Can you describe the differing ways in which frontline staff, prescribers, and allied staff are currently equipped to face these challenges? What new skills do they need?

Members of the care team often are trained to perform a set of tasks or duties that apply narrowly to their functions in caring for a person with a single disorder. Yet care for older adults requires understanding of how multiple diseases interact with each other, and with aging. Failing to understand these complexities can create gaps in care, leading to delayed diagnosis of problems, and setting the stage for transitions that are especially risky for the frail elder population. Failing to appreciate the importance of team care can likewise lead to delayed care or unresolved care needs.

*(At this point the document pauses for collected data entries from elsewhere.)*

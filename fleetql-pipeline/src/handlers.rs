//! Deterministic query handlers.
//!
//! Each handler recognizes a narrow question shape and emits the query
//! directly, skipping the LLM entirely. Handlers run in a fixed order;
//! the first match wins. A `None` from every handler sends the question
//! on to the cache and the generation loop.

use std::sync::LazyLock;

use regex::Regex;
use tracing::debug;

use fleetql_core::models::QuerySource;
use fleetql_retrieval::{extract_vehicle_id, has_negative_intent};
use fleetql_schema::rules::{KNOWN_TABLES, CONCEPT_COLUMNS};

static RE_SPECIFIC_DATE: LazyLock<Regex> =
    LazyLock::new(|| Regex::new(r"\b(\d{4}-\d{2}-\d{2})\b").unwrap());
static RE_INTERVAL: LazyLock<Regex> = LazyLock::new(|| {
    Regex::new(r"(?i)last\s+(\d+)\s+(hour|day|week|month|year)s?").unwrap()
});
static RE_TEMPORAL_EXCLUSION: LazyLock<Regex> = LazyLock::new(|| {
    Regex::new(
        r"(?i)last\s+(\d+)\s+(day|week|month|year)s?\s+but\s+not\s+(?:in\s+)?(?:the\s+)?last\s+(\d+)\s+(day|week|month|year)s?",
    )
    .unwrap()
});
static RE_COLUMNS_IN: LazyLock<Regex> = LazyLock::new(|| {
    Regex::new(r"(?i)(?:columns?|fields?)\s+(?:are\s+)?(?:in|of|for|does)\s").unwrap()
});
static RE_COMMON_COLUMNS: LazyLock<Regex> =
    LazyLock::new(|| Regex::new(r"(?i)(?:common|shared|same)\s+columns?").unwrap());
static RE_WHICH_TABLE_STORES: LazyLock<Regex> = LazyLock::new(|| {
    Regex::new(r"(?i)(?:which|what)\s+tables?\s+(?:stores?|has|have|contains?|holds?)\s+([\w ]+)")
        .unwrap()
});
static RE_FOLLOWED_BY: LazyLock<Regex> = LazyLock::new(|| {
    Regex::new(
        r"(?i)(\w[\w ]*?)\s+(?:alert\s+)?followed\s+by\s+(?:an?\s+)?(\w[\w ]*?)\s+(?:alert\s+)?within\s+(\d+)\s+(minute|hour|day)s?",
    )
    .unwrap()
});
static RE_NO_DATA_DAYS: LazyLock<Regex> = LazyLock::new(|| {
    Regex::new(r"(?i)(?:not\s+report|no\s+data|stopped\s+reporting|offline).*?(\d+)\s+days?")
        .unwrap()
});

/// Violation-count columns by the phrase that names them, for the
/// correlation template.
const METRIC_COLUMNS: &[(&str, &str)] = &[
    ("stoppage", "stoppage_violations_count"),
    ("route deviation", "route_deviation_count"),
    ("speed", "speed_violation_count"),
    ("night driving", "night_driving_count"),
    ("offline", "device_offline_count"),
    ("tamper", "device_tamper_count"),
    ("continuous driving", "continuous_driving_count"),
    ("no halt", "no_halt_zone_count"),
];

/// SQL plus the handler that produced it.
pub type HandledQuery = (String, QuerySource);

/// Handlers that run before the cache: vehicle timeline, schema
/// catalog, temporal exclusion, negative existence.
pub fn early_handler(question: &str) -> Option<HandledQuery> {
    vehicle_timeline(question)
        .or_else(|| schema_introspection(question))
        .or_else(|| temporal_exclusion(question))
        .or_else(|| negative_existence(question))
}

/// Keyword-matched analytical templates. Run after a cache miss,
/// before the LLM.
pub fn analytical_template(question: &str) -> Option<HandledQuery> {
    performance_improvement(question)
        .or_else(|| correlation(question))
        .or_else(|| month_over_month(question))
        .or_else(|| followed_by_within(question))
        .or_else(|| no_data_reporting(question))
}

/// Timeline of everything recorded for one vehicle. A specific date in
/// the question overrides any relative interval.
fn vehicle_timeline(question: &str) -> Option<HandledQuery> {
    let vehicle_id = extract_vehicle_id(question)?;
    let lower = question.to_lowercase();
    if !["history", "timeline", "details", "report", "activity", "happened"]
        .iter()
        .any(|kw| lower.contains(kw))
    {
        return None;
    }

    let (violation_filter, alert_filter) = match RE_SPECIFIC_DATE.captures(question) {
        Some(caps) => {
            let date = &caps[1];
            (
                format!(" AND DATE(vah.vts_end_datetime) = '{date}'"),
                format!(" AND DATE(a.created_at) = '{date}'"),
            )
        }
        None => match RE_INTERVAL.captures(question) {
            Some(caps) => {
                let n = &caps[1];
                let unit = caps[2].to_lowercase();
                (
                    format!(
                        " AND vah.vts_end_datetime >= CURRENT_DATE - INTERVAL '{n} {unit}s'"
                    ),
                    format!(" AND a.created_at >= CURRENT_DATE - INTERVAL '{n} {unit}s'"),
                )
            }
            None => (String::new(), String::new()),
        },
    };

    let sql = format!(
        "SELECT 'violation' AS event_type, vah.violation_type AS detail, \
         vah.vts_end_datetime AS event_time, vah.location_name AS location \
         FROM vts_alert_history vah WHERE vah.tl_number = '{vehicle_id}'{violation_filter} \
         UNION ALL \
         SELECT 'alert' AS event_type, a.alert_type AS detail, \
         a.created_at AS event_time, NULL AS location \
         FROM alerts a WHERE a.vehicle_number = '{vehicle_id}'{alert_filter} \
         ORDER BY event_time DESC"
    );
    debug!(vehicle_id = %vehicle_id, "vehicle timeline handler matched");
    Some((sql, QuerySource::DirectVehicleId))
}

/// Metadata questions answered straight from the catalog. A question
/// that also asks for row data falls through to the LLM.
fn schema_introspection(question: &str) -> Option<HandledQuery> {
    let lower = question.to_lowercase();
    let is_schema_question = lower.contains("what tables")
        || lower.contains("which tables")
        || lower.contains("list tables")
        || lower.contains("structure of")
        || RE_COLUMNS_IN.is_match(&lower)
        || RE_COMMON_COLUMNS.is_match(&lower)
        || RE_WHICH_TABLE_STORES.is_match(&lower);
    if !is_schema_question {
        return None;
    }
    // Compound questions ("what columns ... and show me the top 5")
    // need real data, not just the catalog.
    if ["show me", "list the", "top ", "highest", "count of"]
        .iter()
        .any(|kw| lower.contains(kw))
    {
        debug!("compound schema question, deferring to generation");
        return None;
    }

    let named: Vec<&str> = KNOWN_TABLES
        .iter()
        .filter(|t| lower.contains(*t))
        .copied()
        .collect();

    let sql = if RE_COMMON_COLUMNS.is_match(&lower) && named.len() >= 2 {
        format!(
            "SELECT column_name FROM information_schema.columns WHERE table_name = '{}' \
             INTERSECT \
             SELECT column_name FROM information_schema.columns WHERE table_name = '{}'",
            named[0], named[1]
        )
    } else if RE_COLUMNS_IN.is_match(&lower) && !named.is_empty() {
        named
            .iter()
            .map(|t| {
                format!(
                    "SELECT table_name, column_name, ordinal_position \
                     FROM information_schema.columns WHERE table_name = '{t}'"
                )
            })
            .collect::<Vec<_>>()
            .join(" UNION ALL ")
            + " ORDER BY table_name, ordinal_position"
    } else if let Some(caps) = RE_WHICH_TABLE_STORES.captures(&lower) {
        let concept = caps[1].trim().to_string();
        let column: String = CONCEPT_COLUMNS
            .iter()
            .find(|(kw, _)| concept.contains(kw))
            .and_then(|(_, cols)| cols.first())
            .map(|col| (*col).to_string())
            .unwrap_or_else(|| concept.replace(' ', "_"));
        format!(
            "SELECT DISTINCT table_name FROM information_schema.columns \
             WHERE column_name = '{column}' ORDER BY table_name"
        )
    } else {
        "SELECT DISTINCT table_name FROM information_schema.columns ORDER BY table_name"
            .to_string()
    };
    Some((sql, QuerySource::SchemaIntrospection))
}

/// "Active in period A but quiet in period B" over the alert history.
fn temporal_exclusion(question: &str) -> Option<HandledQuery> {
    let caps = RE_TEMPORAL_EXCLUSION.captures(question)?;
    let (outer_n, outer_unit) = (&caps[1], caps[2].to_lowercase());
    let (inner_n, inner_unit) = (&caps[3], caps[4].to_lowercase());
    let sql = format!(
        "SELECT older.tl_number FROM \
         (SELECT DISTINCT tl_number FROM vts_alert_history \
         WHERE vts_end_datetime >= CURRENT_DATE - INTERVAL '{outer_n} {outer_unit}s') older \
         LEFT JOIN \
         (SELECT DISTINCT tl_number FROM vts_alert_history \
         WHERE vts_end_datetime >= CURRENT_DATE - INTERVAL '{inner_n} {inner_unit}s') recent \
         ON older.tl_number = recent.tl_number \
         WHERE recent.tl_number IS NULL"
    );
    Some((sql, QuerySource::TemporalExclusion))
}

/// "Vehicles with no alerts in the last N days" and friends. Starts
/// from the master table so vehicles with zero rows still appear.
fn negative_existence(question: &str) -> Option<HandledQuery> {
    if !has_negative_intent(question) {
        return None;
    }
    let lower = question.to_lowercase();
    if !lower.contains("alert") || !lower.contains("vehicle") {
        return None;
    }
    let caps = RE_INTERVAL.captures(question)?;
    let (n, unit) = (&caps[1], caps[2].to_lowercase());
    let sql = format!(
        "SELECT vtm.truck_no, vtm.transporter_name FROM vts_truck_master vtm \
         WHERE NOT EXISTS (SELECT 1 FROM alerts a \
         WHERE a.vehicle_number = vtm.truck_no \
         AND a.created_at >= CURRENT_DATE - INTERVAL '{n} {unit}s')"
    );
    Some((sql, QuerySource::NegativeExistence))
}

fn performance_improvement(question: &str) -> Option<HandledQuery> {
    let lower = question.to_lowercase();
    if !lower.contains("improv") || !(lower.contains("performance") || lower.contains("risk")) {
        return None;
    }
    let sql = "WITH monthly AS (SELECT vah.tl_number, \
               date_trunc('month', vah.vts_end_datetime) AS month, \
               COUNT(*) AS violations FROM vts_alert_history vah \
               GROUP BY vah.tl_number, date_trunc('month', vah.vts_end_datetime)) \
               SELECT tl_number FROM (SELECT tl_number, violations, \
               LAG(violations) OVER (PARTITION BY tl_number ORDER BY month) AS prev_violations \
               FROM monthly) t \
               WHERE prev_violations IS NOT NULL AND violations < prev_violations"
        .to_string();
    Some((sql, QuerySource::AnalyticalTemplate("performance_improvement".to_string())))
}

fn correlation(question: &str) -> Option<HandledQuery> {
    let lower = question.to_lowercase();
    if !lower.contains("correlation") || !lower.contains("risk") {
        return None;
    }
    let metric = METRIC_COLUMNS
        .iter()
        .find(|(kw, _)| lower.contains(kw))
        .map(|(_, col)| *col)
        .unwrap_or("speed_violation_count");
    let sql = format!(
        "WITH per_vehicle AS (SELECT vah.tl_number, SUM(vah.{metric}) AS metric_total, \
         MAX(trs.risk_score) AS risk FROM vts_alert_history vah \
         JOIN vts_truck_master vtm ON vtm.truck_no = vah.tl_number \
         JOIN tt_risk_score trs ON trs.tt_number = vtm.truck_no \
         GROUP BY vah.tl_number) \
         SELECT corr(metric_total, risk) AS correlation FROM per_vehicle"
    );
    Some((sql, QuerySource::AnalyticalTemplate("correlation".to_string())))
}

fn month_over_month(question: &str) -> Option<HandledQuery> {
    let lower = question.to_lowercase();
    if !lower.contains("month-over-month") && !lower.contains("month over month") {
        return None;
    }
    let sql = "SELECT date_trunc('month', vah.vts_end_datetime) AS month, \
               COUNT(*) AS violations, \
               COUNT(*) - LAG(COUNT(*)) OVER (ORDER BY date_trunc('month', vah.vts_end_datetime)) \
               AS change_from_previous \
               FROM vts_alert_history vah \
               GROUP BY date_trunc('month', vah.vts_end_datetime) \
               ORDER BY month"
        .to_string();
    Some((sql, QuerySource::AnalyticalTemplate("month_over_month".to_string())))
}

To address the care needs of older adults across the care spectrum, we have characterized the nature of the problems and desired staff performance from an interprofessional perspective.

What makes your program unique?

We have identified both core competencies that we expect of all healthcare staff, as well as role-specific competencies. For example, in the area of medications—ALL professionals should understand that geriatric syndromes such as malnutrition, falls, cognitive disturbance, and urinary incontinence may result from an adverse drug effect. Prescribers, however, need to have more in-depth knowledge of how to avoid high risk drugs and how to prescribe therapeutic alternatives. Likewise, medication reconciliation, which is already mandated by the Joint Commission, takes on added importance (and complexity) in elders who are also likely to be cared for by multiple providers.

In addition to role-specific differences in content, we have designed the modules to take into account both common and distinct implications for care in different care settings. For example, delirium onset is much more prevalent in the hospital than in other care settings. However, delirium can certainly be first observed in the clinic setting—either in the context of new-onset acute illness, or in the context of post-acute care. For this reason, it is important for ALL care settings to have the capacity to recognize and assess delirium, and to develop a setting appropriate response. However, opportunities in clinic and home care to observe behavioral indicators of delirium are much more limited than in hospital or residential LTC settings— so heightened awareness among staff is needed, along with setting-specific examples of what they might see and how they might engage family caregivers more effectively.

To make sure every member of the care team knows how to diagnose and handle situations, we are going to provide training in best practices that are supported by evidence. The content of the training will be provided at two levels: that which is applicable across the entire team and that which is customized by individual role, as appropriate.